▶ _ASSIGNMENT_: Could you show all lines in the entries below that contain the string "when"?

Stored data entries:
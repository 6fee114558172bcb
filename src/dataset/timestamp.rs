//! @ai:module:intent Parse document timestamps with or without a zone
//! @ai:module:layer domain
//! @ai:module:public_api Timestamp
//! @ai:module:stateless true

use crate::error::{Error, Result};
use chrono::{DateTime, FixedOffset, NaiveDate, NaiveDateTime};

/// @ai:intent A document timestamp; zone information is kept when present
#[derive(Debug, Clone, Copy, PartialEq, Eq)]
pub enum Timestamp {
    Zoned(DateTime<FixedOffset>),
    Naive(NaiveDateTime),
}

impl Timestamp {
    /// @ai:intent Parse RFC 3339, naive ISO datetime, or a bare date (midnight)
    /// @ai:effects pure
    /// @ai:example ("2023-07-26T14:30:00+02:00") -> Zoned
    /// @ai:example ("2023-07-26") -> Naive(2023-07-26T00:00:00)
    pub fn parse(document_id: &str, value: &str) -> Result<Self> {
        let value = value.trim();

        if let Ok(dt) = DateTime::parse_from_rfc3339(value) {
            return Ok(Timestamp::Zoned(dt));
        }

        for format in ["%Y-%m-%dT%H:%M:%S%.f", "%Y-%m-%d %H:%M:%S%.f"] {
            if let Ok(dt) = NaiveDateTime::parse_from_str(value, format) {
                return Ok(Timestamp::Naive(dt));
            }
        }

        NaiveDate::parse_from_str(value, "%Y-%m-%d")
            .ok()
            .and_then(|d| d.and_hms_opt(0, 0, 0))
            .map(Timestamp::Naive)
            .ok_or_else(|| Error::InvalidTimestamp {
                id: document_id.to_string(),
                value: value.to_string(),
            })
    }

    /// @ai:intent Wall-clock time, ignoring the zone
    /// @ai:effects pure
    pub fn naive_local(&self) -> NaiveDateTime {
        match self {
            Timestamp::Zoned(dt) => dt.naive_local(),
            Timestamp::Naive(dt) => *dt,
        }
    }

    /// @ai:intent RFC 2822 style date header; the zone is omitted for naive timestamps
    /// @ai:effects pure
    /// @ai:example (2023-07-26T14:30:00+02:00) -> "Wed, 26 Jul 2023 14:30:00 +0200"
    pub fn email_date(&self) -> String {
        match self {
            Timestamp::Zoned(dt) => dt.format("%a, %d %b %Y %H:%M:%S %z").to_string(),
            Timestamp::Naive(dt) => dt.format("%a, %d %b %Y %H:%M:%S").to_string(),
        }
    }
}
//! @ai:module:intent Define error types for dataset loading, generation and scoring
//! @ai:module:layer domain
//! @ai:module:public_api Error, Result
//! @ai:module:stateless true

use std::path::PathBuf;
use thiserror::Error;

/// @ai:intent Unified error type for all ragbench library operations
#[derive(Error, Debug)]
pub enum Error {
    #[error("IO error: {0}")]
    Io(#[from] std::io::Error),

    #[error("Failed to read file {path}: {source}")]
    FileRead {
        path: PathBuf,
        #[source]
        source: std::io::Error,
    },

    #[error("Failed to parse JSON in {path}: {source}")]
    JsonParse {
        path: PathBuf,
        #[source]
        source: serde_json::Error,
    },

    #[error("JSON serialization error: {0}")]
    Json(#[from] serde_json::Error),

    #[error("SQLite error: {0}")]
    Sqlite(#[from] rusqlite::Error),

    #[error("Invalid SQL identifier: {0:?}")]
    InvalidIdentifier(String),

    #[error("Table {table} is missing from the schema")]
    MissingTable { table: String },

    #[error("Unsupported format for document {id}: {format}")]
    UnsupportedFormat { id: String, format: String },

    #[error("Unknown question category: {0}")]
    UnknownCategory(String),

    #[error("Invalid timestamp in {id}: {value}")]
    InvalidTimestamp { id: String, value: String },

    #[error("Database verification failed: {0}")]
    Verification(String),
}

pub type Result<T> = std::result::Result<T, Error>;
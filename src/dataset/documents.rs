//! @ai:module:intent Synthetic document definitions from documents.json
//! @ai:module:layer domain
//! @ai:module:public_api DocumentSet, Document, Recipient, ActionItem
//! @ai:module:stateless true

use crate::dataset::timestamp::Timestamp;
use serde::{Deserialize, Serialize};

/// @ai:intent Contents of documents.json
/// @ai:effects pure
#[derive(Debug, Clone, Default, Serialize, Deserialize)]
pub struct DocumentSet {
    #[serde(default)]
    pub meta: serde_json::Value,
    #[serde(default)]
    pub documents: Vec<Document>,
}

/// @ai:intent One synthetic document; format-specific fields are optional
/// @ai:effects pure
///
/// Required fields are kept optional here so that a malformed document can be
/// reported by validation instead of failing the whole load.
#[derive(Debug, Clone, Default, Serialize, Deserialize)]
#[serde(default)]
pub struct Document {
    pub id: String,
    #[serde(rename = "type", skip_serializing_if = "Option::is_none")]
    pub doc_type: Option<String>,
    #[serde(skip_serializing_if = "Option::is_none")]
    pub format: Option<String>,
    #[serde(skip_serializing_if = "Option::is_none")]
    pub timestamp: Option<String>,
    #[serde(skip_serializing_if = "Option::is_none")]
    pub author: Option<String>,
    #[serde(skip_serializing_if = "Option::is_none")]
    pub filename: Option<String>,
    #[serde(skip_serializing_if = "Option::is_none")]
    pub clients_mentioned: Option<Vec<String>>,
    #[serde(skip_serializing_if = "Option::is_none")]
    pub planted_facts: Option<Vec<String>>,
    #[serde(skip_serializing_if = "Option::is_none")]
    pub pdf_difficulty: Option<String>,
    #[serde(skip_serializing_if = "Option::is_none")]
    pub title: Option<String>,
    #[serde(skip_serializing_if = "Option::is_none")]
    pub content: Option<String>,

    // email
    #[serde(skip_serializing_if = "Option::is_none")]
    pub author_email: Option<String>,
    pub recipients: Vec<Recipient>,
    pub cc: Vec<Recipient>,
    #[serde(skip_serializing_if = "Option::is_none")]
    pub subject: Option<String>,
    #[serde(skip_serializing_if = "Option::is_none")]
    pub body: Option<String>,

    // meeting notes
    #[serde(skip_serializing_if = "Option::is_none")]
    pub attendees: Option<Vec<String>>,
    #[serde(skip_serializing_if = "Option::is_none")]
    pub location: Option<String>,
    #[serde(skip_serializing_if = "Option::is_none")]
    pub action_items: Option<Vec<ActionItem>>,
}

impl Document {
    pub fn doc_type(&self) -> &str {
        self.doc_type.as_deref().unwrap_or("")
    }

    pub fn format(&self) -> &str {
        self.format.as_deref().unwrap_or("")
    }

    pub fn is_pdf(&self) -> bool {
        self.format() == "pdf"
    }

    /// @ai:intent Parse the timestamp field; a missing field is an invalid timestamp
    /// @ai:effects pure
    pub fn parsed_timestamp(&self) -> crate::error::Result<Timestamp> {
        Timestamp::parse(&self.id, self.timestamp.as_deref().unwrap_or(""))
    }

    /// @ai:intent Planted fact ids, empty when the field is absent
    /// @ai:effects pure
    pub fn planted(&self) -> &[String] {
        self.planted_facts.as_deref().unwrap_or(&[])
    }
}

#[derive(Debug, Clone, Default, Serialize, Deserialize)]
pub struct Recipient {
    pub name: String,
    pub email: String,
}

#[derive(Debug, Clone, Default, Serialize, Deserialize)]
pub struct ActionItem {
    pub task: String,
    pub owner: String,
    pub due: String,
}

#[cfg(test)]
mod tests {
    use super::*;

    #[test]
    fn test_parse_email_document() {
        let json = r#"{
            "meta": {"company": "Kreatywna Agencja"},
            "documents": [{
                "id": "doc_001",
                "type": "email_internal",
                "format": "eml",
                "timestamp": "2023-07-26T09:15:00+02:00",
                "author": "Maciej Boryna",
                "author_email": "maciej@example.pl",
                "recipients": [{"name": "Anna Kowalska", "email": "anna@example.pl"}],
                "subject": "Budżet",
                "body": "Treść",
                "filename": "doc_001.eml",
                "clients_mentioned": ["Smakosz"],
                "planted_facts": ["fact_001"]
            }]
        }"#;
        let set: DocumentSet = serde_json::from_str(json).unwrap();
        let doc = &set.documents[0];

        assert_eq!(doc.doc_type(), "email_internal");
        assert_eq!(doc.recipients[0].name, "Anna Kowalska");
        assert!(doc.cc.is_empty());
        assert_eq!(doc.planted(), &["fact_001".to_string()]);
        assert!(!doc.is_pdf());
    }

    #[test]
    fn test_missing_optional_fields_default() {
        let doc: Document = serde_json::from_str(r#"{"id": "doc_002"}"#).unwrap();
        assert_eq!(doc.format(), "");
        assert!(doc.planted_facts.is_none());
        assert!(doc.planted().is_empty());
        assert!(doc.recipients.is_empty());
    }
}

▶ _ANSWER SPACE_:
/// @ai:intent A document timestamp; zone information is kept when present
    /// @ai:intent Planted fact ids, empty when the field is absent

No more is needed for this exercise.